The five New Heroes don't find that in the desert that mysteriously surrounds their lushly green valley. They find Diggers, a sort of desert monkeys, and “egg-shapes,” a fantastic carnivorous plant of the desert that eat wounded flesh and grow hand-sized balls of pure healing salve. (The idea of egg-shapes has to have come from aloe veras, which could be described as pure healing balm wrapped in tough prickly skin.) Diggers are very strong and fast animals who like doing what they see someone else doing, so it's easy to get them to dig.


As a child I remember thinking that both of Kendall's whimsical adventure stories were just about right—the right length, the right level of difficulty, the right proportion of comedy to adventure—for middle school readers. As an adult...the characters are adult Minnipins, but Minnipins aren't precisely human. The characters seem more sensible, nicer, than full-grown humans. Even if we imagine that Silky is too young and Gam Lutie is too old to have any sex appeal to Glocken, Scumble, and Crustabread, which the story makes easy to imagine, still, the freedom from ego competition...Gam Lutie is the only member of this party who has any problem with egotism at all. Nevertheless, these are delightful books to share with a child.
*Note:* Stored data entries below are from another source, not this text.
//! Minimal metrics registry for the remoting runtime.
//!
//! Counter/gauge/histogram types with dynamic labels backed by `DashMap`.
//! Labels are flattened into sorted key vectors to keep deterministic ordering.
//! Histogram buckets are fixed in microseconds to avoid floating point math.

use dashmap::DashMap;
use std::fmt::Write;
use std::sync::atomic::{AtomicI64, AtomicU64, Ordering};
use std::time::Duration;

type LabelKey = Vec<(String, String)>;

fn label_key(labels: &[(&str, &str)]) -> LabelKey {
    let mut key: LabelKey = labels.iter().map(|(k, v)| (k.to_string(), v.to_string())).collect();
    key.sort();
    key
}

fn escape_label(v: &str) -> String {
    v.replace('\\', "\\\\").replace('"', "\\\"").replace('\n', "\\n")
}

fn render_labels(key: &LabelKey) -> String {
    key.iter()
        .map(|(k, v)| format!("{}=\"{}\"", k, escape_label(v)))
        .collect::<Vec<_>>()
        .join(",")
}

#[derive(Default)]
pub struct CounterVec {
    map: DashMap<LabelKey, AtomicU64>,
}

impl CounterVec {
    pub fn inc(&self, labels: &[(&str, &str)]) {
        self.add(labels, 1);
    }

    pub fn add(&self, labels: &[(&str, &str)], v: u64) {
        let counter = self.map.entry(label_key(labels)).or_insert_with(|| AtomicU64::new(0));
        counter.fetch_add(v, Ordering::Relaxed);
    }

    /// Current value for an exact label set (0 if never touched).
    pub fn get(&self, labels: &[(&str, &str)]) -> u64 {
        self.map
            .get(&label_key(labels))
            .map(|c| c.load(Ordering::Relaxed))
            .unwrap_or(0)
    }

    /// Sum across all label sets.
    pub fn total(&self) -> u64 {
        self.map.iter().map(|r| r.value().load(Ordering::Relaxed)).sum()
    }

    fn render(&self, name: &str, out: &mut String) {
        let _ = writeln!(out, "# TYPE {} counter", name);
        for r in self.map.iter() {
            let val = r.value().load(Ordering::Relaxed);
            let _ = writeln!(out, "{}{{{}}} {}", name, render_labels(r.key()), val);
        }
    }
}

#[derive(Default)]
pub struct GaugeVec {
    map: DashMap<LabelKey, AtomicI64>,
}

impl GaugeVec {
    pub fn inc(&self, labels: &[(&str, &str)]) {
        self.add(labels, 1);
    }

    pub fn dec(&self, labels: &[(&str, &str)]) {
        self.add(labels, -1);
    }

    pub fn add(&self, labels: &[(&str, &str)], v: i64) {
        let gauge = self.map.entry(label_key(labels)).or_insert_with(|| AtomicI64::new(0));
        gauge.fetch_add(v, Ordering::Relaxed);
    }

    pub fn get(&self, labels: &[(&str, &str)]) -> i64 {
        self.map
            .get(&label_key(labels))
            .map(|g| g.load(Ordering::Relaxed))
            .unwrap_or(0)
    }

    fn render(&self, name: &str, out: &mut String) {
        let _ = writeln!(out, "# TYPE {} gauge", name);
        for r in self.map.iter() {
            let val = r.value().load(Ordering::Relaxed);
            let _ = writeln!(out, "{}{{{}}} {}", name, render_labels(r.key()), val);
        }
    }
}

// 100us, 500us, 1ms, 5ms, 10ms, 50ms, 100ms, 500ms, 1s
const BUCKETS_MICROS: [u64; 9] = [100, 500, 1_000, 5_000, 10_000, 50_000, 100_000, 500_000, 1_000_000];

#[derive(Default)]
struct AtomicHistogram {
    count: AtomicU64,
    sum: AtomicU64,
    buckets: [AtomicU64; 9],
}

#[derive(Default)]
pub struct HistogramVec {
    map: DashMap<LabelKey, AtomicHistogram>,
}

impl HistogramVec {
    pub fn observe(&self, labels: &[(&str, &str)], duration: Duration) {
        let hist = self.map.entry(label_key(labels)).or_default();
        let micros = u64::try_from(duration.as_micros()).unwrap_or(u64::MAX);

        hist.count.fetch_add(1, Ordering::Relaxed);
        hist.sum.fetch_add(micros, Ordering::Relaxed);

        for (i, &b) in BUCKETS_MICROS.iter().enumerate() {
            if micros <= b {
                hist.buckets[i].fetch_add(1, Ordering::Relaxed);
            }
        }
    }

    pub fn count(&self, labels: &[(&str, &str)]) -> u64 {
        self.map
            .get(&label_key(labels))
            .map(|h| h.count.load(Ordering::Relaxed))
            .unwrap_or(0)
    }

    fn render(&self, name: &str, out: &mut String) {
        let _ = writeln!(out, "# TYPE {} histogram", name);
        for r in self.map.iter() {
            let hist = r.value();
            let label_str = render_labels(r.key());
            let prefix = if label_str.is_empty() { String::new() } else { format!("{},", label_str) };

            for (i, &le) in BUCKETS_MICROS.iter().enumerate() {
                let count = hist.buckets[i].load(Ordering::Relaxed);
                let _ = writeln!(out, "{}_bucket{{{}le=\"{}\"}} {}", name, prefix, le, count);
            }
            let count = hist.count.load(Ordering::Relaxed);
            let _ = writeln!(out, "{}_bucket{{{}le=\"+Inf\"}} {}", name, prefix, count);
            let sum = hist.sum.load(Ordering::Relaxed);
            let _ = writeln!(out, "{}_sum{{{}}} {}", name, label_str, sum);
            let _ = writeln!(out, "{}_count{{{}}} {}", name, label_str, count);
        }
    }
}

#[derive(Default)]
pub struct RemotingMetrics {
    /// mode = oneway | sync | future | callback
    pub invocations: CounterVec,
    /// outcome = response | timeout | closed | send_error
    pub resolutions: CounterVec,
    /// Responses whose id had no pending call (late or duplicate). code = command code.
    pub unmatched_responses: CounterVec,
    /// result = sent | ack | failed | closed
    pub heartbeats: CounterVec,
    /// Requests refused before processing. code = command code, executor = pool name
    /// (`none` when no processor is registered).
    pub dispatch_rejections: CounterVec,
    /// Requests dropped because their deadline passed while queued. class = request class.
    pub discarded_requests: CounterVec,
    /// Requests answered with an error status. status = response status.
    pub error_responses: CounterVec,
    pub codec_errors: CounterVec,
    /// role = client | server
    pub active_connections: GaugeVec,
    pub handler_duration: HistogramVec, // In Microseconds
}

impl RemotingMetrics {
    /// Render all metrics in Prometheus text exposition format.
    pub fn render(&self) -> String {
        let mut out = String::new();
        self.invocations.render("boltwire_invocations_total", &mut out);
        self.resolutions.render("boltwire_resolutions_total", &mut out);
        self.unmatched_responses.render("boltwire_unmatched_responses_total", &mut out);
        self.heartbeats.render("boltwire_heartbeats_total", &mut out);
        self.dispatch_rejections.render("boltwire_dispatch_rejections_total", &mut out);
        self.discarded_requests.render("boltwire_discarded_requests_total", &mut out);
        self.error_responses.render("boltwire_error_responses_total", &mut out);
        self.codec_errors.render("boltwire_codec_errors_total", &mut out);
        self.active_connections.render("boltwire_connections_active", &mut out);
        self.handler_duration.render("boltwire_handler_duration_micros", &mut out);
        out
    }
}

#[cfg(test)]
mod tests {
    use super::*;

    #[test]
    fn label_order_does_not_matter() {
        let c = CounterVec::default();
        c.inc(&[("a", "1"), ("b", "2")]);
        c.inc(&[("b", "2"), ("a", "1")]);
        assert_eq!(c.get(&[("a", "1"), ("b", "2")]), 2);
        assert_eq!(c.total(), 2);
    }

    #[test]
    fn render_includes_histogram_buckets() {
        let m = RemotingMetrics::default();
        m.handler_duration.observe(&[("class", "x")], Duration::from_micros(700));
        m.unmatched_responses.inc(&[("code", "2")]);
        let text = m.render();
        assert!(text.contains("boltwire_handler_duration_micros_bucket{class=\"x\",le=\"1000\"} 1"));
        assert!(text.contains("boltwire_handler_duration_micros_bucket{class=\"x\",le=\"500\"} 0"));
        assert!(text.contains("boltwire_unmatched_responses_total{code=\"2\"} 1"));
    }
}
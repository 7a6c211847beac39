//! boltwire core: transport-agnostic protocol primitives and error types.
//!
//! This crate defines the wire-level contracts shared by the remoting runtime:
//! the `Command` envelope with its staged payload, the framing codec, response
//! status codes, and the serializer registry. It intentionally carries no
//! runtime dependencies so it can be reused by tooling and tests.
//!
//! # Defensive guarantees
//! Panics, `unwrap`, and `expect` are compile-denied here
//! (`#![deny(clippy::panic, clippy::unwrap_used, clippy::expect_used)]`).
//! Malformed input surfaces as `RemotingError`, never as a crash.

#![deny(clippy::unwrap_used)]
#![deny(clippy::expect_used)]
#![deny(clippy::panic)]

pub mod error;
pub mod protocol;
pub mod serializer;

pub use error::{ErrorKind, RemotingError, Result};
pub use protocol::codec;
pub use protocol::command::{Command, CommandKind, DecodeLevel, DecodeStage, HeaderMap, Payload};
pub use protocol::status::ResponseStatus;
pub use protocol::{CommandCode, CommandType, Framing, Protocol, ProtocolSwitch};
pub use serializer::{JsonSerializer, Serializer, SerializerId, SerializerRegistry};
The copies I physically own are discarded library copies of first editions. Amazon doesn't even show their pictures any more, which is a pity, because the jade-green cover was what first attracted me to The Gammage Cup as a child. The picture at the top of this post looks like the cover of my copy but it's a British reprint. If you don't insist on a prized first edition free from library markings, which will be expensive, what $5 per book + $5 per package + $1 per online payment will get you will be a reprint, possibly, "for copyright reasons," with "special contents" i.e. new pictures. Both The Gammage Cup and The Whisper of Glocken, plus The Firelings and The Big Splash, would fit neatly into one $5 package, at which point--though Amazon prices vary--the price of the four books might become competitive. The Wedding of the Rat Family might even slide in with the other four.